Anyway, my overall impression of Melbourne is that it´s a decent enough city, perhaps easier to live in than Sydney as it´s more compact, although I still prefer Sydney. I thought St. Kilda was a bit over-rated, although there are some tasty rollergirls shooting along the promenade which is as good a reason to go there as any.
So I made my way back to Sydney. It really did feel like going home. Quite a nice feeling, stolling along streets and through parks that felt very familiar. I spent 5 days sorting bits and pieces out before my departure, but still managed to do a couple of things in that time. I popped up the coast to picturesque Palm Beach, where they film Home and Away - shit, this is starting to sound a bit sad isn´t it! Also made one last stop-off at Manly beach (where I did most of my surfing), my favourite suburb of Sydney and a place I felt quite sad to leave for the last time.
The day before I left Sydney (and Australia) was fittingly a great one. The sun shone bright as I spent the day walking around the Blue Mountains. Some awe-inspiring scenery - the famous 3 Sisters were great, but the real highlight was a walk around Wentworth falls - a series of waterfalls down a huge, dramatic rock face. And that excellent day concluded my travels in the wonderful country that is Australia.
The following day, it all began... again. I said a sad farewell to Australia and boarded a plane pointed in the direction of South America.

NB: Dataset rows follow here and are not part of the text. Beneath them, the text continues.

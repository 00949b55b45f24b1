//! Error types for the voice bridge
//!
//! Every error maps onto one [`FaultKind`], which decides how the bridge
//! reacts: protocol faults abort the read direction, device faults leave the
//! hardware disabled, encode faults drop one period of capture.

use thiserror::Error;

/// Main error type for the crate
#[derive(Error, Debug)]
pub enum Error {
    #[error("Audio error: {0}")]
    Audio(#[from] AudioError),

    #[error("Codec error: {0}")]
    Codec(#[from] CodecError),

    #[error("Network error: {0}")]
    Network(#[from] NetworkError),

    #[error("Protocol error: {0}")]
    Protocol(#[from] ProtocolError),

    #[error("Configuration error: {0}")]
    Config(String),

    #[error("Packet dump error: {0}")]
    Dump(#[from] DumpError),

    #[error("IO error: {0}")]
    Io(#[from] std::io::Error),
}

/// Audio device errors
#[derive(Error, Debug)]
pub enum AudioError {
    #[error("Device not found: {0}")]
    DeviceNotFound(String),

    #[error("Failed to open stream: {0}")]
    StreamError(String),

    #[error("Unsupported format: {0}")]
    UnsupportedFormat(String),

    #[error("Device is not open")]
    NotOpen,

    #[error("cpal error: {0}")]
    CpalError(String),
}

/// Codec errors
#[derive(Error, Debug)]
pub enum CodecError {
    #[error("Encoder initialization failed: {0}")]
    EncoderInit(String),

    #[error("Decoder initialization failed: {0}")]
    DecoderInit(String),

    #[error("Encoding failed: {0}")]
    EncodingFailed(String),

    #[error("Decoding failed: {0}")]
    DecodingFailed(String),

    #[error("Invalid frame size: expected {expected} samples, got {actual}")]
    InvalidFrameSize { expected: usize, actual: usize },

    #[error("Short decode: expected {expected} samples, decoded {actual}")]
    ShortDecode { expected: usize, actual: usize },
}

/// Transport errors
#[derive(Error, Debug)]
pub enum NetworkError {
    #[error("Socket bind failed: {0}")]
    BindFailed(String),

    #[error("Connection failed: {0}")]
    ConnectionFailed(String),

    #[error("Send failed: {0}")]
    SendFailed(String),

    #[error("Receive failed: {0}")]
    ReceiveFailed(String),

    #[error("Packet too large: {0} bytes")]
    PacketTooLarge(usize),

    #[error("Stream is shut down for writing")]
    WriteShutdown,

    #[error("Reliable delivery is not supported by this transport")]
    ReliableUnsupported,
}

/// Malformed or undecodable payloads
#[derive(Error, Debug)]
pub enum ProtocolError {
    #[error("Packet of {actual} bytes is shorter than its {expected}-byte header")]
    Truncated { expected: usize, actual: usize },

    #[error("Packet carries no codec payload")]
    EmptyPayload,

    #[error("Undecodable payload: {0}")]
    Undecodable(#[source] CodecError),
}

/// Packet dump recording and replay errors
#[derive(Error, Debug)]
pub enum DumpError {
    #[error("Dump writer thread panicked")]
    WriterPanicked,

    #[error("Failed to write dump record: {0}")]
    Encode(String),

    #[error("Corrupt dump record: {0}")]
    Corrupt(String),
}

/// Fault classes and the policy attached to each
#[derive(Debug, Clone, Copy, PartialEq, Eq)]
pub enum FaultKind {
    /// Malformed or short-decoded payload: abort the read direction
    Protocol,
    /// Device open/start/stop failure: log and leave hardware disabled
    Device,
    /// Encoder failure: drop this period's frame
    Encode,
    /// Buffer length differs from the negotiated frame size
    FrameSize,
    /// Transport failure on one datagram
    Transport,
    /// Bad configuration or I/O outside the audio path
    Config,
    /// Packet recording or replay failed; the call itself is unaffected
    Dump,
}

impl Error {
    /// Classify this error
    pub fn fault_kind(&self) -> FaultKind {
        match self {
            Error::Audio(_) => FaultKind::Device,
            Error::Codec(CodecError::InvalidFrameSize { .. }) => FaultKind::FrameSize,
            Error::Codec(CodecError::DecodingFailed(_)) | Error::Codec(CodecError::ShortDecode { .. }) => {
                FaultKind::Protocol
            }
            Error::Codec(_) => FaultKind::Encode,
            Error::Network(_) => FaultKind::Transport,
            Error::Protocol(_) => FaultKind::Protocol,
            Error::Dump(_) => FaultKind::Dump,
            Error::Config(_) | Error::Io(_) => FaultKind::Config,
        }
    }
}

/// Result type alias for the crate
pub type Result<T> = std::result::Result<T, Error>;

#[cfg(test)]
mod tests {
    use super::*;

    #[test]
    fn test_fault_kinds() {
        let err: Error = CodecError::InvalidFrameSize { expected: 480, actual: 479 }.into();
        assert_eq!(err.fault_kind(), FaultKind::FrameSize);

        let err: Error = CodecError::EncodingFailed("bad".into()).into();
        assert_eq!(err.fault_kind(), FaultKind::Encode);

        let err: Error = ProtocolError::Truncated { expected: 8, actual: 3 }.into();
        assert_eq!(err.fault_kind(), FaultKind::Protocol);

        let err: Error = AudioError::DeviceNotFound("none".into()).into();
        assert_eq!(err.fault_kind(), FaultKind::Device);

        let err: Error = DumpError::Corrupt("bad tag".into()).into();
        assert_eq!(err.fault_kind(), FaultKind::Dump);
    }
}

That day was an incredibly long one... literally. Due to time zones and date lines my 24th March lasted 39 hours. I landed in Santiago airport one hour after I left Sydney, but having endured a 16 hour journey! Fortunately I met some people who, like me, have a fondness for the ol´ amber nectar and after sinking a few that evening no signs of jet lag materialised!
Santiago is quite a nice city. I didn´t think it was quite as European as i´d read it was, but it was quite a charming place in parts. Took a cable car up a steep hill and enjoyed the magnificent, if slightly smoggy, view of the city and the surrounding mountains, some of which were snow-topped, which felt a bit odd as Santiago itself was absolutely baking!
The group of us met a nice Chilean lad who offered to take us to, and show us around Valparaiso, an interesting port city built onto the coastal slopes. From Santiago we headed south to Pucon, where we gazed at the magnificent, snow-topped volcano. Unfortunately gaze is all we could do as weather conditions prohibited us from climbing it. Quite gutted about that as I´d heard great reports about the climb. The next day we left a place called Puerto Montt on a 3 day ferry trip through the Patagonian islands along the west coast. It was a relaxing 3 days spent watching the spectacular scenery drift past us, with some boozing and sea-sickness (possibly connected) thrown in for good measure.
We arrived in Puerto Natales and organised a tour into the Torres del Paine National Park. The tour involved taking in some incredible sights; a couple of waterfalls, a trek to the Grey Glacier and the dominating towers (torres) at the centre of the national park. A great day.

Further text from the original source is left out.